Visuels : © Château Bourillon ; Vin de Vouvray.

Valérie Rousselle : «Les rosés Crus Classés sont l’élite des vins de Provence. »

Ça y’est, la belle saison prend doucement ses quartiers d’été ! Fruits et légumes gorgés de soleil, terrasses doucement caressées par les rayons déclinants d’une chaude journée, la période estivale est le moment idéal pour découvrir de nouvelles saveurs et dégourdir ses papilles, en particulier à l’apéritif. Valérie Rousselle, à la tête du Château Roubine, domaine Cru Classé, produit une boisson rarement dissociée de l’été : le rosé. Entretien ensoleillé avec la propriétaire, qui nous parle du rosé, de ses subtilités de couleur et de goût, et des associations aussi surprenantes qu’elles sont délicieuses entre mets et rosé…

Présentez-nous le domaine et le Château Roubine en quelques mots.

Valérie Rousselle : Château Roubine est un domaine Cru Classé depuis 1955. C’est une propriété qui est l’un des fleurons de l’appellation Côtes de Provence. Il a appartenu à l’histoire, puisqu’il est traversé par la voie romaine dite « Julienne », puis il a appartenu à l’Ordre de Saint-Jean de Jérusalem. C’est un domaine qui a une histoire très forte et marquée, ce qui est la force des grandes propriétés provençales. J’ai initialement une formation dans l’hôtellerie, j’ai fait l’école hôtelière de Lausanne, puis après avoir travaillé pour le Groupe Barrière, j’avais l’intention et l’envie de revenir vers ma région d’origine – je suis native de Saint Tropez et varoise de cœur. En voyant Château Roubine en 1994, je suis vraiment tombée en amour pour ce domaine qui est magnifique. C’est un domaine d’un seul tenant, entouré de pins et de chênes, un écrin de vignes situé dans ce joli arrière-pays varois, entre Lorgues et Draguignan. Château Roubine c’est également 130 hectares de propriété et 92 hectares de vignes pour une production de 800 000 bouteilles.

(c) Château Roubine

Un petit éclaircissement pour les néophytes : d’où vient la couleur rose du rosé ?

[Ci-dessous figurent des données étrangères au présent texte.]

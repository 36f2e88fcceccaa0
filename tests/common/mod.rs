// tests/common/mod.rs
//
// Shared fakes for integration tests: a scripted news source, a scripted
// text generator, a tier that always fails, and small fixture builders.
#![allow(dead_code)]

use std::collections::HashMap;
use std::sync::atomic::{AtomicUsize, Ordering};
use std::sync::{Arc, Mutex};
use std::time::Duration;

use async_trait::async_trait;
use chrono::{DateTime, TimeZone, Utc};

use newsroom_slots::cache::{memory::MemoryTier, CacheEntry, CacheError, CacheTier, SlotCache};
use newsroom_slots::config::ScheduleConfig;
use newsroom_slots::editorial::ai_adapter::{CompletionRequest, TextGenerator};
use newsroom_slots::editorial::{prompts, EditorialError, EditorialProcessor};
use newsroom_slots::ingest::types::{ArticleSource, RawArticle, SourceError};
use newsroom_slots::model::{Category, Story, TimeBlock, TimeSlot};
use newsroom_slots::pipeline::IngestionPipeline;
use newsroom_slots::scheduler::SlotScheduler;

/// 2024-01-01 at `h:m` UTC.
pub fn at(h: u32, m: u32) -> DateTime<Utc> {
    Utc.with_ymd_and_hms(2024, 1, 1, h, m, 0).unwrap()
}

pub fn article(title: &str, description: &str, published_at: DateTime<Utc>) -> RawArticle {
    RawArticle {
        title: title.to_string(),
        description: Some(description.to_string()),
        content: Some(format!("{description} Full body text.")),
        published_at,
        source_name: "Wire".to_string(),
        image_url: None,
        url: format!("https://news.example/{}", title.to_lowercase().replace(' ', "-")),
        category: None,
    }
}

pub fn story(category: Category, headline: &str, ts: DateTime<Utc>) -> Story {
    Story {
        id: format!("{category}-{}", headline.len()),
        timestamp: ts,
        category,
        headline: headline.to_string(),
        content: "One.\n\nTwo.\n\nThree.".to_string(),
        source: "Wire".to_string(),
        image: "https://img.example/x.png".to_string(),
        original_url: format!("https://news.example/{headline}"),
    }
}

pub fn block(date: &str, slot: TimeSlot) -> TimeBlock {
    TimeBlock {
        time: slot,
        date: date.to_string(),
        stories: vec![story(Category::Tech, "Chip breakthrough", at(9, 0))],
    }
}

pub fn scheduler(always_open: bool) -> SlotScheduler {
    SlotScheduler::new(&ScheduleConfig::default()).with_always_open(always_open)
}

pub fn memory_cache(ttl_secs: u64) -> Arc<SlotCache> {
    Arc::new(SlotCache::new(
        Arc::new(MemoryTier::new(16, ttl_secs)),
        Arc::new(MemoryTier::new(16, ttl_secs)),
        ttl_secs,
    ))
}

// ------------------------------------------------------------
// Source
// ------------------------------------------------------------

/// Per-category canned batches with optional latency and failures.
#[derive(Default)]
pub struct StubSource {
    batches: HashMap<Category, Vec<RawArticle>>,
    failing: Vec<Category>,
    delay: Duration,
    delays: HashMap<Category, Duration>,
    calls: Mutex<HashMap<Category, usize>>,
}

impl StubSource {
    pub fn new() -> Self {
        Self::default()
    }

    pub fn with(mut self, category: Category, articles: Vec<RawArticle>) -> Self {
        self.batches.insert(category, articles);
        self
    }

    pub fn failing(mut self, category: Category) -> Self {
        self.failing.push(category);
        self
    }

    pub fn delay(mut self, d: Duration) -> Self {
        self.delay = d;
        self
    }

    pub fn delay_for(mut self, category: Category, d: Duration) -> Self {
        self.delays.insert(category, d);
        self
    }

    pub fn calls(&self, category: Category) -> usize {
        self.calls.lock().unwrap().get(&category).copied().unwrap_or(0)
    }

    pub fn total_calls(&self) -> usize {
        self.calls.lock().unwrap().values().sum()
    }
}

#[async_trait]
impl ArticleSource for StubSource {
    async fn fetch(
        &self,
        category: Category,
        _window: chrono::Duration,
    ) -> Result<Vec<RawArticle>, SourceError> {
        *self.calls.lock().unwrap().entry(category).or_default() += 1;
        let d = self.delays.get(&category).copied().unwrap_or(self.delay);
        if !d.is_zero() {
            tokio::time::sleep(d).await;
        }
        if self.failing.contains(&category) {
            return Err(SourceError::Status(503));
        }
        Ok(self.batches.get(&category).cloned().unwrap_or_default())
    }

    fn name(&self) -> &'static str {
        "stub"
    }
}

// ------------------------------------------------------------
// Generator
// ------------------------------------------------------------

#[derive(Debug, Clone, Copy, PartialEq, Eq)]
pub enum Call {
    Select,
    Rewrite,
}

type Handler = dyn Fn(Call, &str) -> Result<String, EditorialError> + Send + Sync;

/// Answers selection and rewrite prompts through one closure.
pub struct ScriptedGenerator {
    handler: Box<Handler>,
    calls: AtomicUsize,
}

impl ScriptedGenerator {
    pub fn new<F>(f: F) -> Arc<Self>
    where
        F: Fn(Call, &str) -> Result<String, EditorialError> + Send + Sync + 'static,
    {
        Arc::new(Self {
            handler: Box::new(f),
            calls: AtomicUsize::new(0),
        })
    }

    pub fn calls(&self) -> usize {
        self.calls.load(Ordering::SeqCst)
    }
}

#[async_trait]
impl TextGenerator for ScriptedGenerator {
    async fn complete(&self, req: CompletionRequest<'_>) -> Result<String, EditorialError> {
        self.calls.fetch_add(1, Ordering::SeqCst);
        let call = if req.system == prompts::SELECTION_SYSTEM {
            Call::Select
        } else {
            Call::Rewrite
        };
        (self.handler)(call, req.user)
    }

    fn provider_name(&self) -> &'static str {
        "scripted"
    }
}

/// Picks candidate 0 and rewrites into a fixed three-paragraph story.
pub fn happy_generator() -> Arc<ScriptedGenerator> {
    ScriptedGenerator::new(|call, _| {
        Ok(match call {
            Call::Select => r#"{"selectedIndex": 0, "reason": "most novel"}"#.to_string(),
            Call::Rewrite => {
                r#"{"headline": "Rewritten", "content": "First.\n\nSecond.\n\nThird."}"#.to_string()
            }
        })
    })
}

/// Sleeps `delay` before delegating, like a model endpoint under load.
pub struct SlowGenerator {
    delay: Duration,
    inner: Arc<ScriptedGenerator>,
}

impl SlowGenerator {
    pub fn new(delay: Duration, inner: Arc<ScriptedGenerator>) -> Arc<Self> {
        Arc::new(Self { delay, inner })
    }
}

#[async_trait]
impl TextGenerator for SlowGenerator {
    async fn complete(&self, req: CompletionRequest<'_>) -> Result<String, EditorialError> {
        tokio::time::sleep(self.delay).await;
        self.inner.complete(req).await
    }

    fn provider_name(&self) -> &'static str {
        "slow"
    }
}

pub fn editorial(generator: Arc<ScriptedGenerator>) -> EditorialProcessor {
    EditorialProcessor::new(generator, Duration::from_secs(8))
}

pub fn pipeline(
    cache: Arc<SlotCache>,
    source: Arc<StubSource>,
    generator: Arc<ScriptedGenerator>,
) -> IngestionPipeline {
    IngestionPipeline::builder(cache, source, editorial(generator), scheduler(false)).build()
}

// ------------------------------------------------------------
// Cache tiers
// ------------------------------------------------------------

/// Every operation fails.
pub struct BrokenTier;

#[async_trait]
impl CacheTier for BrokenTier {
    async fn read(&self, _key: &str) -> Result<Option<CacheEntry>, CacheError> {
        Err(CacheError::Backend("connection refused".into()))
    }

    async fn write(&self, _entry: &CacheEntry) -> Result<(), CacheError> {
        Err(CacheError::Backend("connection refused".into()))
    }

    async fn remove(&self, _key: &str) -> Result<(), CacheError> {
        Err(CacheError::Backend("connection refused".into()))
    }

    fn label(&self) -> &'static str {
        "broken"
    }
}
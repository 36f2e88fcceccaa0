// src/cache/mod.rs
//! Two-tier slot cache: a fast in-process tier in front of a durable shared tier.
//!
//! Reads go fast → durable and backfill the fast tier on a durable hit. Writes
//! go to both tiers. Tier errors never surface from reads: they are logged,
//! counted, and degrade to a miss. Expiry is lazy (checked on read), and the
//! payload's own date/slot must match the requested key.

pub mod file;
pub mod memory;
#[cfg(feature = "redis-tier")]
pub mod redis;

use std::sync::Arc;

use async_trait::async_trait;
use chrono::{DateTime, Duration, Utc};
use metrics::{counter, describe_counter};
use once_cell::sync::OnceCell;
use serde::{Deserialize, Serialize};

use crate::model::{TimeBlock, TimeSlot};

/// Stored record. `payload` is the serialized `TimeBlock`.
#[derive(Debug, Clone, PartialEq, Eq, Serialize, Deserialize)]
#[serde(rename_all = "camelCase")]
pub struct CacheEntry {
    pub key: String,
    pub payload: String,
    pub written_at: DateTime<Utc>,
    pub ttl_seconds: u64,
}

impl CacheEntry {
    pub fn expires_at(&self) -> DateTime<Utc> {
        let ttl = i64::try_from(self.ttl_seconds).unwrap_or(i64::MAX / 1_000);
        self.written_at + Duration::seconds(ttl)
    }

    pub fn is_expired(&self, now: DateTime<Utc>) -> bool {
        now >= self.expires_at()
    }

    /// Seconds left before expiry, never negative.
    pub fn remaining_secs(&self, now: DateTime<Utc>) -> u64 {
        (self.expires_at() - now).num_seconds().max(0) as u64
    }
}

#[derive(Debug, thiserror::Error)]
pub enum CacheError {
    #[error("io error: {0}")]
    Io(#[from] std::io::Error),
    #[error("serialization error: {0}")]
    Serde(#[from] serde_json::Error),
    #[error("backend error: {0}")]
    Backend(String),
}

/// One storage tier. Implementations only store and fetch; expiry and
/// date validation live in [`SlotCache`].
#[async_trait]
pub trait CacheTier: Send + Sync {
    async fn read(&self, key: &str) -> Result<Option<CacheEntry>, CacheError>;
    async fn write(&self, entry: &CacheEntry) -> Result<(), CacheError>;
    async fn remove(&self, key: &str) -> Result<(), CacheError>;
    fn label(&self) -> &'static str;
}

pub fn slot_key(date: &str, slot: TimeSlot) -> String {
    format!("news:{date}:{slot}")
}

/// A cache hit with its provenance.
#[derive(Debug, Clone, PartialEq)]
pub struct CachedBlock {
    pub block: TimeBlock,
    pub written_at: DateTime<Utc>,
    pub tier: &'static str,
}

fn ensure_metrics_described() {
    static ONCE: OnceCell<()> = OnceCell::new();
    ONCE.get_or_init(|| {
        describe_counter!("cache_hit_total", "Slot cache hits by tier.");
        describe_counter!("cache_miss_total", "Slot cache misses (both tiers).");
        describe_counter!(
            "cache_tier_errors_total",
            "Slot cache tier errors by tier and operation."
        );
        describe_counter!("cache_expired_total", "Entries evicted lazily on read.");
    });
}

fn tier_error(tier: &'static str, op: &'static str, key: &str, err: &CacheError) {
    tracing::warn!(target: "cache", tier, op, key, error = %err, "cache tier error");
    counter!("cache_tier_errors_total", "tier" => tier, "op" => op).increment(1);
}

pub struct SlotCache {
    fast: Arc<dyn CacheTier>,
    durable: Arc<dyn CacheTier>,
    ttl_secs: u64,
}

impl SlotCache {
    pub fn new(fast: Arc<dyn CacheTier>, durable: Arc<dyn CacheTier>, ttl_secs: u64) -> Self {
        ensure_metrics_described();
        Self {
            fast,
            durable,
            ttl_secs,
        }
    }

    pub async fn get(&self, date: &str, slot: TimeSlot) -> Option<TimeBlock> {
        self.get_at(date, slot, Utc::now()).await
    }

    /// `get` with an explicit clock.
    pub async fn get_at(&self, date: &str, slot: TimeSlot, now: DateTime<Utc>) -> Option<TimeBlock> {
        self.lookup(date, slot, now).await.map(|hit| hit.block)
    }

    /// Full read path; returns the block together with its write time and tier.
    pub async fn lookup(&self, date: &str, slot: TimeSlot, now: DateTime<Utc>) -> Option<CachedBlock> {
        let key = slot_key(date, slot);

        if let Some(hit) = self.read_tier(&*self.fast, &key, date, slot, now).await {
            counter!("cache_hit_total", "tier" => self.fast.label()).increment(1);
            return Some(hit);
        }

        let hit = self.read_tier(&*self.durable, &key, date, slot, now).await;
        match hit {
            Some(hit) => {
                counter!("cache_hit_total", "tier" => self.durable.label()).increment(1);
                let entry = CacheEntry {
                    key: key.clone(),
                    payload: serde_json::to_string(&hit.block).unwrap_or_default(),
                    written_at: hit.written_at,
                    ttl_seconds: self.ttl_secs,
                };
                if let Err(e) = self.fast.write(&entry).await {
                    tier_error(self.fast.label(), "backfill", &key, &e);
                }
                Some(hit)
            }
            None => {
                counter!("cache_miss_total").increment(1);
                None
            }
        }
    }

    async fn read_tier(
        &self,
        tier: &dyn CacheTier,
        key: &str,
        date: &str,
        slot: TimeSlot,
        now: DateTime<Utc>,
    ) -> Option<CachedBlock> {
        let entry = match tier.read(key).await {
            Ok(Some(entry)) => entry,
            Ok(None) => return None,
            Err(e) => {
                tier_error(tier.label(), "read", key, &e);
                return None;
            }
        };

        if entry.is_expired(now) {
            tracing::debug!(target: "cache", tier = tier.label(), key, "entry expired, evicting");
            counter!("cache_expired_total", "tier" => tier.label()).increment(1);
            self.evict(tier, key).await;
            return None;
        }

        let block: TimeBlock = match serde_json::from_str(&entry.payload) {
            Ok(b) => b,
            Err(e) => {
                tier_error(tier.label(), "decode", key, &CacheError::Serde(e));
                self.evict(tier, key).await;
                return None;
            }
        };

        if block.date != date || block.time != slot {
            tracing::warn!(
                target: "cache",
                tier = tier.label(),
                key,
                payload_date = %block.date,
                payload_slot = %block.time,
                "payload does not match key, evicting"
            );
            self.evict(tier, key).await;
            return None;
        }

        Some(CachedBlock {
            block,
            written_at: entry.written_at,
            tier: tier.label(),
        })
    }

    async fn evict(&self, tier: &dyn CacheTier, key: &str) {
        if let Err(e) = tier.remove(key).await {
            tier_error(tier.label(), "remove", key, &e);
        }
    }

    pub async fn set(&self, date: &str, slot: TimeSlot, block: &TimeBlock) -> Result<(), CacheError> {
        self.set_at(date, slot, block, Utc::now()).await
    }

    /// Write-through to both tiers. Fails only when neither tier accepted the entry.
    pub async fn set_at(
        &self,
        date: &str,
        slot: TimeSlot,
        block: &TimeBlock,
        now: DateTime<Utc>,
    ) -> Result<(), CacheError> {
        let key = slot_key(date, slot);
        let entry = CacheEntry {
            key: key.clone(),
            payload: serde_json::to_string(block)?,
            written_at: now,
            ttl_seconds: self.ttl_secs,
        };

        let durable = self.durable.write(&entry).await;
        if let Err(e) = &durable {
            tier_error(self.durable.label(), "write", &key, e);
        }
        let fast = self.fast.write(&entry).await;
        if let Err(e) = &fast {
            tier_error(self.fast.label(), "write", &key, e);
        }

        match (durable, fast) {
            (Err(e), Err(_)) => Err(e),
            _ => Ok(()),
        }
    }

    /// Evict from both tiers. Idempotent; tier errors are logged only.
    pub async fn invalidate(&self, date: &str, slot: TimeSlot) {
        let key = slot_key(date, slot);
        self.evict(&*self.fast, &key).await;
        self.evict(&*self.durable, &key).await;
        tracing::info!(target: "cache", key = %key, "slot invalidated");
    }
}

VR : Le rosé n’est pas coupé. Le rosé est véritablement une couleur de vin tout à fait identifiée et il faut énormément de technique pour le réussir. On a tendance à croire que pour faire du rosé c’est assez facile ; le réussir est extrêmement difficile. Le rosé nécessite une grande maîtrise des températures. Le rosé est un vin qui est fait à partir de baies noires, qu’ils proviennent des cépages Syrah, Cabernet Sauvignon, Grenache, Tibouren ou Cinsault. Quand vous ouvrez un grain de raisin noir et que vous pelez la peau, vous voyez que la chair est blanche ou pâle à l’intérieur. La richesse d’un rosé, sa complexité, est obtenue par ce contact pelliculaire. Nous récoltons les baies à très basse température, de nuit, afin d’être obligatoirement en dessous de 17°C – nous avons par ailleurs été les précurseurs de la vendange nocturne. Plus c’est frais, meilleur est le rosé. A ce moment-là, nous allons fouler et écraser les baies et laisser en contact l’eau, les jus et le raisin. C’est cette macération pelliculaire qui va donner de la complexité au vin. Il faut noter que les pigments qui sont contenus dans la peau rouge se diffusent par l’action de la chaleur. C’est pour cela que vendanger la nuit permet d’avoir la complexité du goût sans avoir la couleur.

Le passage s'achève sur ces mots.